Gas6/Axl mediates tumor cell apoptosis, migration and invasion and predicts the clinical outcome of osteosarcoma patients

•P-Axl was revealed highly expressed in osteosarcoma cells.•P-Axl was correlated to the recurrence or lung metastasis of osteosarcoma.•High expression of P-Axl is an independent predictor for osteosarcoma.•P-Axl protects osteosarcoma cell from apoptosis and promotes migration or invasion.•Gas6 increase P-AKT expression in consistent with P-Axl on dose- and time-dependent. Dysregulation of the receptor tyrosine kinase Axl and its ligand Gas6 has been shown to promote multiple tumorigenic processes, as well as to correlate with worse prognosis in many different tumor types. However, studies of Axl expression and function in osteosarcoma have rarely been reported. In this study, we report that activated Axl is highly expressed in osteosarcoma cells, and this expression is significantly correlated with the recurrence and lung metastasis of osteosarcoma patients. High expression of activated Axl was an independent predictor for worse prognosis in osteosarcoma.

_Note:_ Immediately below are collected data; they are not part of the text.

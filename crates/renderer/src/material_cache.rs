//! Per-pass material descriptor cache.
//!
//! Each pass that binds material textures owns one cache. A material gets one
//! descriptor set per frame slot, written once when the material is first
//! seen and never touched again. Sets come from fixed-size pool segments of
//! `capacity` materials; a new segment is created exactly when the active one
//! holds `capacity` materials. Segments live as long as the cache.

use std::collections::HashMap;
use std::sync::Arc;

use ash::vk;
use ash::vk::Handle;
use thiserror::Error;
use tracing::{debug, warn};

use vesper_resources::MaterialIdentity;
use vesper_rhi::RhiError;
use vesper_rhi::descriptor::{DescriptorPool, DescriptorSetLayout, write_combined_images};
use vesper_rhi::device::Device;

use crate::FRAMES_IN_FLIGHT;

/// Albedo, normal and metallic/roughness, in binding order.
pub type MaterialImages = [vk::DescriptorImageInfo; 3];

#[derive(Error, Debug)]
pub enum CacheError {
    /// Even a freshly created segment could not provide the sets.
    #[error("material descriptors exhausted for '{material}' with {segments} segment(s)")]
    Exhausted { material: String, segments: usize },

    #[error("descriptor segment backend failed: {0}")]
    Backend(#[from] RhiError),
}

/// Cached descriptor sets of one material.
#[derive(Clone, Copy, Debug, PartialEq, Eq)]
pub struct MaterialHandle {
    segment: usize,
    sets: [vk::DescriptorSet; FRAMES_IN_FLIGHT],
}

impl MaterialHandle {
    #[inline]
    pub fn segment(&self) -> usize {
        self.segment
    }

    /// The set to bind while recording `slot`.
    #[inline]
    pub fn set(&self, slot: usize) -> vk::DescriptorSet {
        self.sets[slot % FRAMES_IN_FLIGHT]
    }
}

/// Where segments and their sets come from.
pub trait SegmentAllocator {
    /// Creates a segment with room for `capacity` materials and returns its id.
    fn create_segment(&mut self, capacity: u32) -> Result<usize, CacheError>;

    /// Allocates one set per slot from `segment`, or `None` if it is full.
    fn allocate(
        &mut self,
        segment: usize,
    ) -> Result<Option<[vk::DescriptorSet; FRAMES_IN_FLIGHT]>, CacheError>;

    /// Writes the material images into every set.
    fn write(&mut self, sets: &[vk::DescriptorSet; FRAMES_IN_FLIGHT], images: &MaterialImages);
}

pub struct MaterialDescriptorCache<A: SegmentAllocator> {
    allocator: A,
    capacity: u32,
    entries: HashMap<MaterialIdentity, MaterialHandle>,
    segment_count: usize,
    allocated_in_active: u32,
}

impl<A: SegmentAllocator> MaterialDescriptorCache<A> {
    /// Creates an empty cache. No segment exists until the first miss.
    ///
    /// # Arguments
    ///
    /// * `allocator` - Source of segments and descriptor sets
    /// * `capacity` - Materials per segment, clamped to at least 1
    pub fn new(allocator: A, capacity: u32) -> Self {
        Self {
            allocator,
            capacity: capacity.max(1),
            entries: HashMap::new(),
            segment_count: 0,
            allocated_in_active: 0,
        }
    }

    pub fn get(&self, id: &MaterialIdentity) -> Option<MaterialHandle> {
        self.entries.get(id).copied()
    }

    /// Returns the cached handle, or allocates and writes new sets using the
    /// images from `resolve`.
    ///
    /// `resolve` runs only on a miss. A new segment is created when the
    /// active one holds `capacity` materials, or once when it reports itself
    /// full early.
    ///
    /// # Errors
    ///
    /// Returns [`CacheError::Exhausted`] when a segment with no materials in
    /// it cannot provide the sets; the cache is left unchanged apart from
    /// that segment and a retry does not create another. Backend failures
    /// are returned as [`CacheError::Backend`].
    pub fn get_or_allocate<F>(
        &mut self,
        id: &MaterialIdentity,
        resolve: F,
    ) -> Result<MaterialHandle, CacheError>
    where
        F: FnOnce() -> MaterialImages,
    {
        if let Some(handle) = self.entries.get(id) {
            return Ok(*handle);
        }

        if self.segment_count == 0 || self.allocated_in_active >= self.capacity {
            self.grow()?;
        }

        let sets = match self.allocator.allocate(self.active_segment())? {
            Some(sets) => sets,
            // A segment that cannot hold even one material will not be
            // helped by another one.
            None if self.allocated_in_active == 0 => {
                return Err(CacheError::Exhausted {
                    material: id.to_string(),
                    segments: self.segment_count,
                });
            }
            None => {
                warn!(
                    "Descriptor segment {} full before reaching capacity {}",
                    self.active_segment(),
                    self.capacity
                );
                self.grow()?;
                self.allocator
                    .allocate(self.active_segment())?
                    .ok_or_else(|| CacheError::Exhausted {
                        material: id.to_string(),
                        segments: self.segment_count,
                    })?
            }
        };

        let images = resolve();
        self.allocator.write(&sets, &images);

        let handle = MaterialHandle {
            segment: self.active_segment(),
            sets,
        };
        self.allocated_in_active += 1;
        self.entries.insert(id.clone(), handle);
        debug!(
            "Cached material '{}' in segment {} ({}/{})",
            id, handle.segment, self.allocated_in_active, self.capacity
        );
        Ok(handle)
    }

    fn grow(&mut self) -> Result<(), CacheError> {
        let id = self.allocator.create_segment(self.capacity)?;
        self.segment_count += 1;
        self.allocated_in_active = 0;
        debug!("Created material descriptor segment {}", id);
        Ok(())
    }

    fn active_segment(&self) -> usize {
        self.segment_count.saturating_sub(1)
    }

    #[inline]
    pub fn segment_count(&self) -> usize {
        self.segment_count
    }

    #[inline]
    pub fn len(&self) -> usize {
        self.entries.len()
    }

    #[inline]
    pub fn is_empty(&self) -> bool {
        self.entries.is_empty()
    }

    #[inline]
    pub fn capacity(&self) -> u32 {
        self.capacity
    }

    pub fn allocator(&self) -> &A {
        &self.allocator
    }
}

/// Segments backed by Vulkan descriptor pools of `capacity * N` sets.
pub struct VulkanSegments {
    device: Arc<Device>,
    layout: vk::DescriptorSetLayout,
    bindings_per_set: Vec<vk::DescriptorPoolSize>,
    pools: Vec<DescriptorPool>,
}

impl VulkanSegments {
    /// `layout` must outlive every allocation made from these segments.
    pub fn new(device: Arc<Device>, layout: &DescriptorSetLayout) -> Self {
        Self {
            device,
            layout: layout.handle(),
            bindings_per_set: layout.pool_sizes(1),
            pools: Vec::new(),
        }
    }
}

impl SegmentAllocator for VulkanSegments {
    fn create_segment(&mut self, capacity: u32) -> Result<usize, CacheError> {
        let max_sets = capacity * FRAMES_IN_FLIGHT as u32;
        let sizes: Vec<vk::DescriptorPoolSize> = self
            .bindings_per_set
            .iter()
            .map(|size| {
                vk::DescriptorPoolSize::default()
                    .ty(size.ty)
                    .descriptor_count(size.descriptor_count * max_sets)
            })
            .collect();
        let pool = DescriptorPool::new(self.device.clone(), max_sets, &sizes)?;
        self.pools.push(pool);
        Ok(self.pools.len() - 1)
    }

    fn allocate(
        &mut self,
        segment: usize,
    ) -> Result<Option<[vk::DescriptorSet; FRAMES_IN_FLIGHT]>, CacheError> {
        let Some(pool) = self.pools.get(segment) else {
            return Ok(None);
        };
        let layouts = [self.layout; FRAMES_IN_FLIGHT];
        let Some(allocated) = pool.try_allocate(&layouts)? else {
            return Ok(None);
        };
        let mut sets = [vk::DescriptorSet::null(); FRAMES_IN_FLIGHT];
        for (set, allocated) in sets.iter_mut().zip(allocated) {
            *set = allocated;
        }
        Ok(Some(sets))
    }

    fn write(&mut self, sets: &[vk::DescriptorSet; FRAMES_IN_FLIGHT], images: &MaterialImages) {
        for set in sets.iter().filter(|s| !s.is_null()) {
            write_combined_images(&self.device, *set, images);
        }
    }
}

#[cfg(test)]
mod tests {
    use super::*;

    /// Hands out sequential fake set handles and counts writes.
    #[derive(Default)]
    struct MockSegments {
        used: Vec<u32>,
        capacities: Vec<u32>,
        next_handle: u64,
        writes: usize,
        /// Segments that report themselves full immediately.
        broken_from: Option<usize>,
    }

    impl SegmentAllocator for MockSegments {
        fn create_segment(&mut self, capacity: u32) -> Result<usize, CacheError> {
            self.used.push(0);
            self.capacities.push(capacity);
            Ok(self.used.len() - 1)
        }

        fn allocate(
            &mut self,
            segment: usize,
        ) -> Result<Option<[vk::DescriptorSet; FRAMES_IN_FLIGHT]>, CacheError> {
            if self.broken_from.is_some_and(|b| segment >= b) {
                return Ok(None);
            }
            if self.used[segment] >= self.capacities[segment] {
                return Ok(None);
            }
            self.used[segment] += 1;
            let mut sets = [vk::DescriptorSet::null(); FRAMES_IN_FLIGHT];
            for set in &mut sets {
                self.next_handle += 1;
                *set = vk::DescriptorSet::from_raw(self.next_handle);
            }
            Ok(Some(sets))
        }

        fn write(
            &mut self,
            _sets: &[vk::DescriptorSet; FRAMES_IN_FLIGHT],
            _images: &MaterialImages,
        ) {
            self.writes += 1;
        }
    }

    fn material(i: usize) -> MaterialIdentity {
        MaterialIdentity::albedo(format!("textures/{i}.png"))
    }

    fn images() -> MaterialImages {
        [vk::DescriptorImageInfo::default(); 3]
    }

    #[test]
    fn test_hit_returns_identical_handle() {
        let mut cache = MaterialDescriptorCache::new(MockSegments::default(), 4);
        let first = cache.get_or_allocate(&material(0), images).unwrap();
        let mut resolved_again = false;
        let second = cache
            .get_or_allocate(&material(0), || {
                resolved_again = true;
                images()
            })
            .unwrap();

        assert_eq!(first, second);
        assert!(!resolved_again);
        assert_eq!(cache.allocator().writes, 1);
        assert_eq!(cache.get(&material(0)), Some(first));
        assert_eq!(cache.len(), 1);
    }

    #[test]
    fn test_capacity_plus_one_adds_exactly_one_segment() {
        const CAPACITY: u32 = 8;
        let mut cache = MaterialDescriptorCache::new(MockSegments::default(), CAPACITY);

        let handles: Vec<MaterialHandle> = (0..CAPACITY as usize)
            .map(|i| cache.get_or_allocate(&material(i), images).unwrap())
            .collect();
        assert_eq!(cache.segment_count(), 1);

        let extra = cache
            .get_or_allocate(&material(CAPACITY as usize), images)
            .unwrap();
        assert_eq!(cache.segment_count(), 2);
        assert_eq!(extra.segment(), 1);

        // Every earlier material is still cached and distinct.
        for (i, handle) in handles.iter().enumerate() {
            assert_eq!(cache.get(&material(i)), Some(*handle));
            assert_eq!(handle.segment(), 0);
        }
        let mut all_sets: Vec<u64> = handles
            .iter()
            .chain(std::iter::once(&extra))
            .flat_map(|h| (0..FRAMES_IN_FLIGHT).map(|slot| h.set(slot).as_raw()))
            .collect();
        all_sets.sort_unstable();
        all_sets.dedup();
        assert_eq!(all_sets.len(), (CAPACITY as usize + 1) * FRAMES_IN_FLIGHT);
        assert_eq!(cache.len(), CAPACITY as usize + 1);
    }

    #[test]
    fn test_exhausted_after_one_growth() {
        let mock = MockSegments {
            broken_from: Some(1),
            ..MockSegments::default()
        };
        let mut cache = MaterialDescriptorCache::new(mock, 1);
        cache.get_or_allocate(&material(0), images).unwrap();

        let err = cache.get_or_allocate(&material(1), images).unwrap_err();
        assert!(matches!(err, CacheError::Exhausted { .. }));
        assert_eq!(cache.len(), 1);
        assert!(cache.get(&material(1)).is_none());
    }

    #[test]
    fn test_retrying_exhausted_material_does_not_grow() {
        let mock = MockSegments {
            broken_from: Some(0),
            ..MockSegments::default()
        };
        let mut cache = MaterialDescriptorCache::new(mock, 2);

        for _ in 0..10 {
            let err = cache.get_or_allocate(&material(0), images).unwrap_err();
            assert!(matches!(err, CacheError::Exhausted { segments: 1, .. }));
        }
        assert_eq!(cache.segment_count(), 1);
        assert_eq!(cache.allocator().used.len(), 1);
        assert_eq!(cache.allocator().writes, 0);
    }

    #[test]
    fn test_premature_full_segment_grows_once() {
        let mock = MockSegments::default();
        let mut cache = MaterialDescriptorCache::new(mock, 4);
        cache.get_or_allocate(&material(0), images).unwrap();
        // Simulate fragmentation: the active segment reports full early.
        cache.allocator.capacities[0] = 1;

        let handle = cache.get_or_allocate(&material(1), images).unwrap();
        assert_eq!(handle.segment(), 1);
        assert_eq!(cache.segment_count(), 2);
    }

    #[test]
    fn test_zero_capacity_is_clamped() {
        let cache = MaterialDescriptorCache::new(MockSegments::default(), 0);
        assert_eq!(cache.capacity(), 1);
        assert!(cache.is_empty());
    }
}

Additionally, we confirmed a strong positive correlation between P-Axl and MMP-9 expression in those osteosarcoma patients. In osteosarcoma cell lines MG63 and U2OS, 200ng/ml rhGas6 could cause obvious increase of P-Axl expression within 30min, consistent with the expression of P-AKT. In both of the cell lines, Axl activated by rhGas6 could protect the tumor cells from apoptosis caused by serum starvation, and promote tumor cells’ migration and invasion in vitro. Together with previous data, these studies suggest that activated Axl participate in the progression of osteosarcoma by resisting tumor cells apoptosis and promoting their migration and invasion, which may be linked to the expression of MMP-9. In the mechanism, AKT signaling pathway may contribute to the function of P-Axl in osteosarcoma rather than ERK pathway.